use std::sync::Arc;

use pad_core::geometry::Layout;
use pad_core::ontology::OntologyContext;
use pad_upstream::RecordSource;

use crate::config::ServerConfig;

/// Shared application state available to all Axum handlers via `State<AppState>`.
///
/// This is cheaply cloneable (inner data is behind `Arc`). The layout and
/// ontology are loaded once at startup and never change.
#[derive(Clone)]
pub struct AppState {
    /// Server configuration.
    pub config: Arc<ServerConfig>,
    /// Where card and project records are read from.
    pub source: Arc<dyn RecordSource>,
    /// Reference card layout that geometry requests are scaled from.
    pub layout: Arc<Layout>,
    /// Vocabulary used for every semantic document.
    pub ontology: Arc<OntologyContext>,
}
/* --------------------------------------------------------------------------
Tests
-------------------------------------------------------------------------- */

#[cfg(test)]
mod tests {
    use assert_matches::assert_matches;
    use serde_json::json;

    use super::*;

    /// Walk two trees in lockstep and assert they have the same keys, list
    /// lengths and depth.
    fn assert_same_shape(a: &Node, b: &Node) {
        match (a, b) {
            (Node::Map(left), Node::Map(right)) => {
                let left_keys: Vec<_> = left.keys().collect();
                let right_keys: Vec<_> = right.keys().collect();
                assert_eq!(left_keys, right_keys);
                for (key, value) in left {
                    assert_same_shape(value, &right[key]);
                }
            }
            (Node::List(left), Node::List(right)) => {
                assert_eq!(left.len(), right.len());
                for (l, r) in left.iter().zip(right) {
                    assert_same_shape(l, r);
                }
            }
            (Node::Map(_), _) | (Node::List(_), _) | (_, Node::Map(_)) | (_, Node::List(_)) => {
                panic!("container mismatch: {a:?} vs {b:?}")
            }
            _ => {}
        }
    }

    /// Collect `(original, scaled)` pairs for every `x`/`y` coordinate.
    fn coordinate_pairs(original: &Node, scaled: &Node, out: &mut Vec<(f64, Node)>) {
        match (original, scaled) {
            (Node::Map(left), Node::Map(right)) => {
                for (key, value) in left {
                    if COORDINATE_KEYS.contains(&key.as_str()) {
                        if let Some(v) = value.as_f64() {
                            out.push((v, right[key].clone()));
                            continue;
                        }
                    }
                    coordinate_pairs(value, &right[key], out);
                }
            }
            (Node::List(left), Node::List(right)) => {
                for (l, r) in left.iter().zip(right) {
                    coordinate_pairs(l, r, out);
                }
            }
            _ => {}
        }
    }

    // -- reference design --

    #[test]
    fn reference_layout_has_twelve_four_point_lanes() {
        let layout = Layout::reference();
        assert_eq!(layout.card_width(), 730.0);
        assert_eq!(layout.lane_count(), 12);
        assert_eq!(layout.version(), Some("2.0"));

        let Some(Node::List(lanes)) = layout.root().get("lane_boxes") else {
            panic!("lane_boxes missing");
        };
        for (index, lane) in lanes.iter().enumerate() {
            let label = char::from(b'A' + index as u8).to_string();
            assert_matches!(lane.get(&label), Some(Node::List(corners)) if corners.len() == 4);
        }
    }

    #[test]
    fn reference_layout_serializes_in_design_order() {
        let value = serde_json::to_value(Layout::reference()).unwrap();
        assert_eq!(value["card_size"], json!({"x": 730, "y": 1220}));
        assert_eq!(value["swipe_line"], json!({"y": 620}));
        assert_eq!(
            value["lane_boxes"][11]["L"][2],
            json!({"x": 653, "y": 1095})
        );

        let text = serde_json::to_string(&Layout::reference()).unwrap();
        assert!(text.starts_with(r#"{"units":"pixels","id":"#));
    }

    // -- identity --

    #[test]
    fn identity_factor_returns_equal_layout() {
        let layout = Layout::reference();
        assert_eq!(layout.scale(1.0), layout);
    }

    #[test]
    fn identity_factor_keeps_float_coordinates() {
        let node = Node::map([("x", Node::Float(3.7)), ("y", Node::Int(2))]);
        assert_eq!(scale(&node, 1.0), node);
    }

    #[test]
    fn scaling_to_native_width_is_identity() {
        let layout = Layout::reference();
        assert_eq!(layout.scale_to_width(730).unwrap(), layout);
    }

    // -- rounding --

    #[test]
    fn half_values_round_up() {
        let node = Node::map([("x", Node::Int(5)), ("y", Node::Int(3))]);
        let scaled = scale(&node, 0.5);
        // 2.5 -> 3 and 1.5 -> 2; banker's rounding would give 2 and 2.
        assert_eq!(scaled.get("x"), Some(&Node::Int(3)));
        assert_eq!(scaled.get("y"), Some(&Node::Int(2)));

        let scaled = scale(&Node::map([("x", Node::Int(1))]), 2.5);
        assert_eq!(scaled.get("x"), Some(&Node::Int(3)));
    }

    #[test]
    fn negative_half_values_round_towards_positive_infinity() {
        let scaled = scale(&Node::map([("x", Node::Int(-5))]), 0.5);
        assert_eq!(scaled.get("x"), Some(&Node::Int(-2)));
    }

    #[test]
    fn every_reference_coordinate_obeys_the_rounding_law() {
        let layout = Layout::reference();
        let factor = 300.0 / 730.0;
        let scaled = layout.scale(factor);

        let mut pairs = Vec::new();
        coordinate_pairs(layout.root(), scaled.root(), &mut pairs);
        assert!(pairs.len() > 100);
        for (original, scaled) in pairs {
            assert_eq!(scaled, Node::Int((original * factor + 0.5).floor() as i64));
        }
    }

    // -- shape --

    #[test]
    fn scaling_preserves_shape() {
        let layout = Layout::reference();
        for factor in [0.1, 0.411, 2.0, 3.75] {
            assert_same_shape(layout.root(), layout.scale(factor).root());
        }
    }

    #[test]
    fn non_coordinate_leaves_pass_through() {
        let scaled = Layout::reference().scale(2.0);
        let root = scaled.root();
        assert_eq!(root.get("lane_number"), Some(&Node::Int(12)));
        assert_eq!(root.get("units"), Some(&Node::Text("pixels".into())));
        assert_eq!(root.get("date"), Some(&Node::Text("11/13/19".into())));
    }

    #[test]
    fn non_numeric_coordinate_passes_through() {
        let node = Node::map([("x", "left".into()), ("y", Node::Int(10))]);
        let scaled = scale(&node, 2.0);
        assert_eq!(scaled.get("x"), Some(&Node::Text("left".into())));
        assert_eq!(scaled.get("y"), Some(&Node::Int(20)));
    }

    #[test]
    fn swipe_line_scales_its_single_y() {
        let scaled = Layout::reference().scale(0.5);
        let swipe = scaled.root().get("swipe_line").unwrap();
        assert_eq!(swipe, &Node::map([("y", Node::Int(310))]));
    }

    // -- composition --

    #[test]
    fn repeated_scaling_is_not_associative_under_rounding() {
        // Known behaviour: each pass rounds, so two passes can drift from a
        // single pass with the product factor.
        let node = Node::map([("x", Node::Int(1))]);
        let twice = scale(&scale(&node, 0.5), 2.0);
        let once = scale(&node, 0.5 * 2.0);
        assert_eq!(twice.get("x"), Some(&Node::Int(2)));
        assert_eq!(once.get("x"), Some(&Node::Int(1)));
    }

    // -- scale_to_width --

    #[test]
    fn scale_to_display_width() {
        let scaled = Layout::reference().scale_to_width(300).unwrap();
        let value = serde_json::to_value(&scaled).unwrap();
        assert_eq!(value["card_size"], json!({"x": 300, "y": 501}));
        assert_eq!(value["lane_boxes"][0]["A"][0], json!({"x": 7, "y": 148}));
        assert_eq!(scaled.card_width(), 300.0);
    }

    #[test]
    fn out_of_range_target_width_rejected() {
        let layout = Layout::reference();
        assert_matches!(layout.scale_to_width(0), Err(CoreError::Validation(_)));
        let msg = layout.scale_to_width(7681).unwrap_err().to_string();
        assert!(msg.contains("between 1 and 7680"));
    }

    // -- construction --

    #[test]
    fn layout_from_json_keeps_key_order() {
        let text = r#"{"units":"mm","card_size":{"x":10,"y":20},"marks":[{"y":4,"x":2}]}"#;
        let layout = Layout::from_json(text).unwrap();
        assert_eq!(layout.card_width(), 10.0);

        let scaled = layout.scale_to_width(20).unwrap();
        assert_eq!(
            serde_json::to_string(&scaled).unwrap(),
            r#"{"units":"mm","card_size":{"x":20,"y":40},"marks":[{"y":8,"x":4}]}"#
        );
    }

    #[test]
    fn layout_without_card_width_rejected() {
        assert_matches!(
            Layout::from_json(r#"{"card_size":{"y":20}}"#),
            Err(CoreError::Validation(_))
        );
        assert_matches!(
            Layout::from_json(r#"{"card_size":{"x":0,"y":20}}"#),
            Err(CoreError::Validation(_))
        );
        assert_matches!(Layout::from_json("[1, 2"), Err(CoreError::Validation(_)));
    }
}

★ ★ ★

Instructions for the task = Scan the entries above, and wherever a line holds the string "OntologyContext", copy it.

Response to the exercise =
use pad_core::ontology::OntologyContext;
    pub ontology: Arc<OntologyContext>,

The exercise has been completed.